* **Task item**
All of the records must be given again exactly.

* **Excerpted records**

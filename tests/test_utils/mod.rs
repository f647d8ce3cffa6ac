//! Test utilities for driving the full router against SQLite.
//!
//! Every test gets its own in-memory database with migrations applied and
//! the default departments plus the `admin@hr.com` account seeded.

#![allow(dead_code)]

use anyhow::Result;
use axum::{
    Router,
    body::{Body, to_bytes},
    http::{Method, Request, StatusCode, header},
};
use chrono::{NaiveDate, Utc};
use hr_service::{
    config::AppConfig,
    models::{EmployeeStatus, Role},
    password::hash_password,
    repositories::{
        DepartmentRepository, EmployeeRepository, UserRepository, employee::NewEmployee,
        user::NewUser,
    },
    seeds::seed_all,
    server::{AppState, create_app},
};
use migration::{Migrator, MigratorTrait};
use sea_orm::{Database, DatabaseConnection};
use serde_json::Value;
use tower::ServiceExt;

pub const ADMIN_EMAIL: &str = "admin@hr.com";
pub const ADMIN_PASSWORD: &str = "password";

/// Sets up an in-memory SQLite database with all migrations applied.
pub async fn setup_test_db() -> Result<DatabaseConnection> {
    let db = Database::connect("sqlite::memory:").await?;
    Migrator::up(&db, None).await?;
    Ok(db)
}

pub fn test_config() -> AppConfig {
    AppConfig {
        profile: "test".to_string(),
        database_url: "sqlite::memory:".to_string(),
        db_max_connections: 1,
        ..AppConfig::default()
    }
}

pub struct TestApp {
    pub router: Router,
    pub state: AppState,
}

impl TestApp {
    pub async fn new() -> Result<Self> {
        let config = test_config();
        let db = setup_test_db().await?;
        seed_all(&db, &config).await?;
        let state = AppState::new(config, db)?;
        Ok(Self {
            router: create_app(state.clone()),
            state,
        })
    }

    pub fn db(&self) -> &DatabaseConnection {
        &self.state.db
    }

    /// Sends one request through the router and decodes the JSON body
    /// (`Value::Null` when empty).
    pub async fn request(
        &self,
        method: Method,
        uri: &str,
        token: Option<&str>,
        body: Option<Value>,
    ) -> (StatusCode, Value) {
        let mut builder = Request::builder().method(method).uri(uri);
        if let Some(token) = token {
            builder = builder.header(header::AUTHORIZATION, format!("Bearer {token}"));
        }
        let request = match body {
            Some(json) => builder
                .header(header::CONTENT_TYPE, "application/json")
                .body(Body::from(json.to_string()))
                .unwrap(),
            None => builder.body(Body::empty()).unwrap(),
        };

        let response = self.router.clone().oneshot(request).await.unwrap();
        let status = response.status();
        let bytes = to_bytes(response.into_body(), usize::MAX).await.unwrap();
        let json = if bytes.is_empty() {
            Value::Null
        } else {
            serde_json::from_slice(&bytes).unwrap_or(Value::Null)
        };
        (status, json)
    }

    pub async fn get(&self, uri: &str, token: &str) -> (StatusCode, Value) {
        self.request(Method::GET, uri, Some(token), None).await
    }

    pub async fn post(&self, uri: &str, token: Option<&str>, body: Value) -> (StatusCode, Value) {
        self.request(Method::POST, uri, token, Some(body)).await
    }

    pub async fn put(&self, uri: &str, token: &str, body: Value) -> (StatusCode, Value) {
        self.request(Method::PUT, uri, Some(token), Some(body)).await
    }

    pub async fn delete(&self, uri: &str, token: &str) -> (StatusCode, Value) {
        self.request(Method::DELETE, uri, Some(token), None).await
    }

    /// Logs in and returns the access token.
    pub async fn login(&self, email: &str, password: &str) -> String {
        let (status, body) = self
            .post(
                "/api/v1/auth/login",
                None,
                serde_json::json!({ "email": email, "password": password }),
            )
            .await;
        assert_eq!(status, StatusCode::OK, "login failed: {body}");
        body["token"].as_str().unwrap().to_string()
    }

    pub async fn admin_token(&self) -> String {
        self.login(ADMIN_EMAIL, ADMIN_PASSWORD).await
    }

    /// Inserts an account directly and returns its id.
    pub async fn create_user(
        &self,
        email: &str,
        password: &str,
        role: Role,
        employee_id: Option<i32>,
    ) -> i32 {
        UserRepository::new(self.db())
            .create(
                NewUser {
                    email: email.to_string(),
                    password_hash: hash_password(password).unwrap(),
                    role,
                    employee_id,
                },
                Utc::now(),
            )
            .await
            .unwrap()
            .id
    }

    pub async fn department_id(&self, name: &str) -> i32 {
        DepartmentRepository::new(self.db())
            .find_by_name(name)
            .await
            .unwrap()
            .unwrap()
            .id
    }

    /// Inserts an employee in Engineering and returns its id.
    pub async fn create_employee(&self, first_name: &str, email: &str) -> i32 {
        let department_id = self.department_id("Engineering").await;
        EmployeeRepository::new(self.db())
            .create(
                NewEmployee {
                    first_name: first_name.to_string(),
                    last_name: "Tester".to_string(),
                    email: email.to_string(),
                    phone: None,
                    date_of_birth: None,
                    gender: None,
                    address: None,
                    position: "Engineer".to_string(),
                    department_id,
                    manager_id: None,
                    hire_date: NaiveDate::from_ymd_opt(2023, 1, 9).unwrap(),
                    salary: 50_000.0,
                    status: EmployeeStatus::Active,
                    emergency_contact_name: None,
                    emergency_contact_phone: None,
                },
                Utc::now(),
            )
            .await
            .unwrap()
            .id
    }
}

* **Result of the task**
filename tests/test_utils/mod.rs
repository f647d8ce3cffa6ac
//! Test utilities for driving the full router against SQLite.
//!
//! Every test gets its own in-memory database with migrations applied and
//! the default departments plus the `admin@hr.com` account seeded.

#![allow(dead_code)]

use anyhow::Result;
use axum::{
    Router,
    body::{Body, to_bytes},
    http::{Method, Request, StatusCode, header},
};
use chrono::{NaiveDate, Utc};
use hr_service::{
    config::AppConfig,
    models::{EmployeeStatus, Role},
    password::hash_password,
    repositories::{
        DepartmentRepository, EmployeeRepository, UserRepository, employee::NewEmployee,
        user::NewUser,
    },
    seeds::seed_all,
    server::{AppState, create_app},
};
use migration::{Migrator, MigratorTrait};
use sea_orm::{Database, DatabaseConnection};
use serde_json::Value;
use tower::ServiceExt;

pub const ADMIN_EMAIL: &str = "admin@hr.com";
pub const ADMIN_PASSWORD: &str = "password";

/// Sets up an in-memory SQLite database with all migrations applied.
pub async fn setup_test_db() -> Result<DatabaseConnection> {
    let db = Database::connect("sqlite::memory:").await?;
    Migrator::up(&db, None).await?;
    Ok(db)
}

pub fn test_config() -> AppConfig {
    AppConfig {
        profile: "test".to_string(),
        database_url: "sqlite::memory:".to_string(),
        db_max_connections: 1,
        ..AppConfig::default()
    }
}

pub struct TestApp {
    pub router: Router,
    pub state: AppState,
}

impl TestApp {
    pub async fn new() -> Result<Self> {
        let config = test_config();
        let db = setup_test_db().await?;
        seed_all(&db, &config).await?;
        let state = AppState::new(config, db)?;
        Ok(Self {
            router: create_app(state.clone()),
            state,
        })
    }

    pub fn db(&self) -> &DatabaseConnection {
        &self.state.db
    }

    /// Sends one request through the router and decodes the JSON body
    /// (`Value::Null` when empty).
    pub async fn request(
        &self,
        method: Method,
        uri: &str,
        token: Option<&str>,
        body: Option<Value>,
    ) -> (StatusCode, Value) {
        let mut builder = Request::builder().method(method).uri(uri);
        if let Some(token) = token {
            builder = builder.header(header::AUTHORIZATION, format!("Bearer {token}"));
        }
        let request = match body {
            Some(json) => builder
                .header(header::CONTENT_TYPE, "application/json")
                .body(Body::from(json.to_string()))
                .unwrap(),
            None => builder.body(Body::empty()).unwrap(),
        };

        let response = self.router.clone().oneshot(request).await.unwrap();
        let status = response.status();
        let bytes = to_bytes(response.into_body(), usize::MAX).await.unwrap();
        let json = if bytes.is_empty() {
            Value::Null
        } else {
            serde_json::from_slice(&bytes).unwrap_or(Value::Null)
        };
        (status, json)
    }

    pub async fn get(&self, uri: &str, token: &str) -> (StatusCode, Value) {
        self.request(Method::GET, uri, Some(token), None).await
    }

    pub async fn post(&self, uri: &str, token: Option<&str>, body: Value) -> (StatusCode, Value) {
        self.request(Method::POST, uri, token, Some(body)).await
    }

    pub async fn put(&self, uri: &str, token: &str, body: Value) -> (StatusCode, Value) {
        self.request(Method::PUT, uri, Some(token), Some(body)).await
    }

    pub async fn delete(&self, uri: &str, token: &str) -> (StatusCode, Value) {
        self.request(Method::DELETE, uri, Some(token), None).await
    }

    /// Logs in and returns the access token.
    pub async fn login(&self, email: &str, password: &str) -> String {
        let (status, body) = self
            .post(
                "/api/v1/auth/login",
                None,
                serde_json::json!({ "email": email, "password": password }),
            )
            .await;
        assert_eq!(status, StatusCode::OK, "login failed: {body}");
        body["token"].as_str().unwrap().to_string()
    }

    pub async fn admin_token(&self) -> String {
        self.login(ADMIN_EMAIL, ADMIN_PASSWORD).await
    }

    /// Inserts an account directly and returns its id.
    pub async fn create_user(
        &self,
        email: &str,
        password: &str,
        role: Role,
        employee_id: Option<i32>,
    ) -> i32 {
        UserRepository::new(self.db())
            .create(
                NewUser {
                    email: email.to_string(),
                    password_hash: hash_password(password).unwrap(),
                    role,
                    employee_id,
                },
                Utc::now(),
            )
            .await
            .unwrap()
            .id
    }

    pub async fn department_id(&self, name: &str) -> i32 {
        DepartmentRepository::new(self.db())
            .find_by_name(name)
            .await
            .unwrap()
            .unwrap()
            .id
    }

    /// Inserts an employee in Engineering and returns its id.
    pub async fn create_employee(&self, first_name: &str, email: &str) -> i32 {
        let department_id = self.department_id("Engineering").await;
        EmployeeRepository::new(self.db())
            .create(
                NewEmployee {
                    first_name: first_name.to_string(),
                    last_name: "Tester".to_string(),
                    email: email.to_string(),
                    phone: None,
                    date_of_birth: None,
                    gender: None,
                    address: None,
                    position: "Engineer".to_string(),
                    department_id,
                    manager_id: None,
                    hire_date: NaiveDate::from_ymd_opt(2023, 1, 9).unwrap(),
                    salary: 50_000.0,
                    status: EmployeeStatus::Active,
                    emergency_contact_name: None,
                    emergency_contact_phone: None,
                },
                Utc::now(),
            )
            .await
            .unwrap()
            .id
    }
}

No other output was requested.